Task objective
Search the records for lines with the word "move" and copy each match.

Information given
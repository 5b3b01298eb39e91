//! Named operators with an explicitly declared arity.

use std::fmt;
use std::sync::Arc;

use crate::error::{ComparatorError, Result};

type OperatorFn = dyn Fn(&[&[f64]]) -> Vec<f64> + Send + Sync;

/// A pure function of `arity` channel slices.
///
/// Operators see one real-valued channel per argument (complex signals are
/// decomposed before the call) and return an array; scalar-valued operators
/// return a one-element vector.
#[derive(Clone)]
pub struct Operator {
    arity: usize,
    symmetric: bool,
    fun: Arc<OperatorFn>,
}

impl Operator {
    /// Operator over `arity` arguments. Arity 0 cannot be applied to any
    /// signal and is rejected.
    pub fn new<F>(arity: usize, fun: F) -> Result<Self>
    where
        F: Fn(&[&[f64]]) -> Vec<f64> + Send + Sync + 'static,
    {
        if arity == 0 {
            return Err(ComparatorError::UnknownArity {
                reason: "operators must take at least one argument".to_string(),
            });
        }
        Ok(Self {
            arity,
            symmetric: false,
            fun: Arc::new(fun),
        })
    }

    pub fn unary<F>(fun: F) -> Self
    where
        F: Fn(&[f64]) -> Vec<f64> + Send + Sync + 'static,
    {
        Self {
            arity: 1,
            symmetric: false,
            fun: Arc::new(move |args: &[&[f64]]| fun(args[0])),
        }
    }

    pub fn binary<F>(fun: F) -> Self
    where
        F: Fn(&[f64], &[f64]) -> Vec<f64> + Send + Sync + 'static,
    {
        Self {
            arity: 2,
            symmetric: false,
            fun: Arc::new(move |args: &[&[f64]]| fun(args[0], args[1])),
        }
    }

    /// Declare that argument order does not change the result.
    ///
    /// The engine still fills every ordering; symmetric operators are just
    /// evaluated once per unordered combination.
    #[must_use]
    pub fn symmetric(mut self) -> Self {
        self.symmetric = true;
        self
    }

    #[must_use]
    pub const fn arity(&self) -> usize {
        self.arity
    }

    #[must_use]
    pub const fn is_symmetric(&self) -> bool {
        self.symmetric
    }

    /// Apply to exactly `arity` arguments.
    pub fn call(&self, name: &str, args: &[&[f64]]) -> Result<Vec<f64>> {
        if args.len() != self.arity {
            return Err(ComparatorError::ArityMismatch {
                operator: name.to_string(),
                declared: self.arity,
                got: args.len(),
            });
        }
        Ok((self.fun)(args))
    }
}

impl fmt::Debug for Operator {
    fn fmt(&self, f: &mut fmt::Formatter<'_>) -> fmt::Result {
        f.debug_struct("Operator")
            .field("arity", &self.arity)
            .field("symmetric", &self.symmetric)
            .finish_non_exhaustive()
    }
}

Solution for this exercise
            fun: Arc::new(move |args: &[&[f64]]| fun(args[0])),
            fun: Arc::new(move |args: &[&[f64]]| fun(args[0], args[1])),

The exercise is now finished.